Who’s your favorite anti-hero

I know The Good, the Bad, and the Ugly is considered a Clint Eastwood ffilm, but Eli Wallach totally steals it. I don’t know if Tuco counts as an anti-hero, but he’s the best character in a great movie.

The Middle Ages was not that time, though. Plenty of folk heroes there ,who were less than law-abiding or unambiguouslly Lawful Good, from Robin Hood to Cúchulainn to Til Eulenspiegel to William Tell.

I think Adrian Veidt is flat-out the villain in Watchmen, and Rorschak is the anti-hero.

Well, let’s start near the end:

ARMAGEDDON, or COMPROMISE?

Jon: compromise
Laurie: compromise
Daniel: compromise
Adrian: compromise
Rorschach: put me down for ‘armageddon’

Just like Jon and Laurie and Dan, he doesn’t claim that Adrian’s conclusion is factually incorrect; he starts there like they do, and then expresses a preference for armageddon the way Jon and Laurie and Dan and Adrian don’t. If there’s a flat-out villain in that exchange, I don’t see how it shakes out how you figure; I figure we have a guy doing his best to stop armageddon, and a guy doing his best to bring it on…

What about Hawk from Robert Parker’s Spenser series? Lest he be disqualified because he’s not the main character, I seem to remember at least one novel where the primary story was his and Spenser was enlisted to help him on his quest. Apparently he also had his own spin off TV series A Man Called Hawk, that I wasn’t aware of, so not sure how he was portrayed in that one.

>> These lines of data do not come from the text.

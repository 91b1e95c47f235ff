//! Connection lifecycle and reconnect policy.
//!
//! [`ConnectionManager`] is the only owner of the live transport. The socket
//! itself runs in a separate task created by a [`Connector`]; that task
//! reports back through [`LinkEvent`]s tagged with the epoch of the transport
//! that produced them, so events from a transport that has since been
//! replaced are recognized and ignored.

use std::{fmt, sync::Arc};
use tokio::{sync::mpsc, time::Instant};

use super::messages::ClientMessage;
use crate::{
    config::ReconnectPolicy,
    errors::{PreconditionError, Result, SyncError},
    session::{
        log_buffer::LogBuffer,
        notifier::{Notice, Notifier, Severity},
    },
};

/// Lifecycle of the game channel.
#[derive(Clone, Copy, Debug, Default, Eq, Hash, PartialEq)]
pub enum ConnectionState {
    #[default]
    Disconnected,
    Connecting,
    Connected,
}

impl fmt::Display for ConnectionState {
    fn fmt(&self, f: &mut fmt::Formatter) -> fmt::Result {
        let repr = match self {
            Self::Disconnected => "disconnected",
            Self::Connecting => "connecting",
            Self::Connected => "connected",
        };
        write!(f, "{repr}")
    }
}

/// Something that happened on a transport.
#[derive(Clone, Debug, Eq, PartialEq)]
pub enum TransportEvent {
    /// Handshake completed.
    Opened,
    /// One UTF-8 text frame.
    Frame(String),
    /// The transport failed. Always followed by [`TransportEvent::Closed`].
    Error(String),
    /// The transport is gone, whether it ever opened or not.
    Closed,
}

/// A transport event and the epoch of the transport that produced it.
#[derive(Clone, Debug, Eq, PartialEq)]
pub struct LinkEvent {
    pub epoch: u64,
    pub event: TransportEvent,
}

/// Sending half of a live transport.
///
/// Dropping the link tells the transport task to close the socket.
#[derive(Debug)]
pub struct Link {
    outbound: mpsc::UnboundedSender<String>,
}

impl Link {
    pub fn new(outbound: mpsc::UnboundedSender<String>) -> Self {
        Self { outbound }
    }

    pub(crate) fn send(&self, text: String) -> Result<()> {
        self.outbound
            .send(text)
            .map_err(|_| SyncError::Transport("transport task has stopped".to_string()))
    }
}

/// Opens transports.
///
/// Implementations must return immediately and report progress through
/// `events`, tagging every event with `epoch`.
pub trait Connector: Send + Sync {
    fn open(&self, url: &str, epoch: u64, events: mpsc::UnboundedSender<LinkEvent>) -> Link;
}

/// What the session should do after a transport event.
#[derive(Clone, Debug, Eq, PartialEq)]
pub enum Inbound {
    /// A frame to dispatch.
    Frame(String),
    /// The channel came back after a loss; state must be fetched again.
    Resync,
}

/// The outbound path as seen by the action gate.
pub trait Outbound {
    fn state(&self) -> ConnectionState;

    fn send(&mut self, message: &ClientMessage) -> Result<()>;
}

/// Owns the transport, tracks its state and schedules reconnects.
pub struct ConnectionManager {
    url: String,
    policy: ReconnectPolicy,
    connector: Arc<dyn Connector>,
    notifier: Arc<dyn Notifier>,
    events: mpsc::UnboundedSender<LinkEvent>,
    state: ConnectionState,
    epoch: u64,
    link: Option<Link>,
    reconnect_at: Option<Instant>,
    failed_attempts: u32,
    has_connected: bool,
}

impl ConnectionManager {
    pub fn new(
        url: impl Into<String>,
        policy: ReconnectPolicy,
        connector: Arc<dyn Connector>,
        notifier: Arc<dyn Notifier>,
        events: mpsc::UnboundedSender<LinkEvent>,
    ) -> Self {
        Self {
            url: url.into(),
            policy,
            connector,
            notifier,
            events,
            state: ConnectionState::Disconnected,
            epoch: 0,
            link: None,
            reconnect_at: None,
            failed_attempts: 0,
            has_connected: false,
        }
    }

    pub fn state(&self) -> ConnectionState {
        self.state
    }

    pub fn url(&self) -> &str {
        &self.url
    }

    /// Epoch that current transport events must carry.
    pub fn epoch(&self) -> u64 {
        self.epoch
    }

    /// When the pending reconnect fires, if one is armed.
    pub fn reconnect_deadline(&self) -> Option<Instant> {
        self.reconnect_at
    }

    /// Open a transport. Does nothing unless disconnected.
    pub fn connect(&mut self, log: &mut LogBuffer) {
        if self.state != ConnectionState::Disconnected {
            return;
        }
        self.reconnect_at = None;
        self.epoch += 1;
        log.push(Severity::Info, format!("Connecting to {}", self.url));
        self.link = Some(self.connector.open(&self.url, self.epoch, self.events.clone()));
        self.state = ConnectionState::Connecting;
    }

    /// Close on request. No reconnect follows.
    pub fn close(&mut self, log: &mut LogBuffer) {
        let was_idle = self.state == ConnectionState::Disconnected && self.reconnect_at.is_none();
        self.reconnect_at = None;
        self.failed_attempts = 0;
        self.link = None;
        self.epoch += 1;
        self.state = ConnectionState::Disconnected;
        if !was_idle {
            log.push(Severity::Info, "Connection closed");
        }
    }

    /// Fire the pending reconnect.
    pub fn on_reconnect_timer(&mut self, log: &mut LogBuffer) {
        if self.reconnect_at.take().is_none() {
            return;
        }
        log.push(Severity::Info, "Reconnecting...");
        self.connect(log);
    }

    /// Apply one event from a transport task.
    pub fn on_event(&mut self, event: LinkEvent, log: &mut LogBuffer) -> Option<Inbound> {
        if event.epoch != self.epoch {
            log::debug!(
                "Ignoring {:?} from stale transport {} (current {})",
                event.event,
                event.epoch,
                self.epoch
            );
            return None;
        }

        match event.event {
            TransportEvent::Opened => {
                if self.state != ConnectionState::Connecting {
                    return None;
                }
                self.state = ConnectionState::Connected;
                self.failed_attempts = 0;
                log.push(Severity::Success, "Connected to game server");
                self.notifier
                    .notify(Notice::new(Severity::Success, "Connected to game server"));
                let resync = self.has_connected;
                self.has_connected = true;
                resync.then_some(Inbound::Resync)
            }
            TransportEvent::Frame(text) => {
                (self.state == ConnectionState::Connected).then_some(Inbound::Frame(text))
            }
            TransportEvent::Error(reason) => {
                self.link = None;
                log.push(Severity::Error, format!("Connection error: {reason}"));
                self.notifier
                    .notify(Notice::new(Severity::Error, "Connection error"));
                None
            }
            TransportEvent::Closed => {
                let previous = self.state;
                self.link = None;
                self.state = ConnectionState::Disconnected;
                match previous {
                    ConnectionState::Connected => {
                        log.push(Severity::Warning, "Disconnected from game server");
                        self.notifier.notify(Notice::new(
                            Severity::Warning,
                            "Disconnected from game server",
                        ));
                    }
                    ConnectionState::Connecting => {
                        self.failed_attempts += 1;
                        log.push(
                            Severity::Warning,
                            format!("Connection attempt {} failed", self.failed_attempts),
                        );
                    }
                    ConnectionState::Disconnected => {}
                }
                self.schedule_reconnect(log);
                None
            }
        }
    }

    fn schedule_reconnect(&mut self, log: &mut LogBuffer) {
        if self.reconnect_at.is_some() {
            return;
        }
        if let Some(max) = self.policy.max_attempts
            && self.failed_attempts >= max
        {
            log.push(
                Severity::Error,
                format!("Giving up after {max} failed connection attempts"),
            );
            self.notifier.notify(Notice::new(
                Severity::Error,
                "Unable to reach the game server",
            ));
            return;
        }
        self.reconnect_at = Some(Instant::now() + self.policy.delay);
        log.push(
            Severity::Info,
            format!("Reconnecting in {} ms", self.policy.delay.as_millis()),
        );
    }
}

impl Outbound for ConnectionManager {
    fn state(&self) -> ConnectionState {
        self.state
    }

    /// Transmit only while connected.
    fn send(&mut self, message: &ClientMessage) -> Result<()> {
        let link = match (&self.link, self.state) {
            (Some(link), ConnectionState::Connected) => link,
            _ => {
                let error = SyncError::from(PreconditionError::NotConnected);
                self.notifier
                    .notify(Notice::new(Severity::Error, error.client_message()));
                return Err(error);
            }
        };
        let text = message.encode()?;
        log::debug!("Sending {message}");
        link.send(text)
    }
}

The guy who’s trying to save the world just killed millions of people and felt okay about it. And he’s real proud of his big idea and himself for getting it done, too. The question of Armaggeddon doesn’t matter to him as much as his clever trick and his ego being inflated and jerked off for solving the world’s crises by cold blooded murder of a sizable chunk of the population and getting away with it. That paints a pretty villainous picture to me.

The guy who was trying to get billions of people killed felt — wait, why would I care how he felt? My opinion is the same whether he was happy about it or sad about it or unemotional about it: he was for it. And if, on the question of armageddon, one guy declares ‘for’ and the other ‘against’, what’s interesting to me isn’t the emotional state of the one who looks down to whisper “no” or the emotional state of the one says “yes” — it’s, y’know, the “yes” and the “no”.

Upon further consideration, I’d also like to nominate Aiken Drum, from Julian May’s Saga of Pliocene Exile.

That’s a very interesting choice D_D! And extra kudos for bringing up one of my favorite if slightly obscure series (meta-series if we include the rest of the setting)!

I would probably put him more in the trickster grouping than the anti-hero setting, and by the end of the series, he could be considered a true hero by the standards of the kingdom he represents (although more thanks to the good examples and love of those around him rather than any strong morality on his own part).

But that brings us to Marc… and Marc is a fascinating anti-hero which had not come to mind (and now I have to reread most of my books dammit!) about prior to your comment.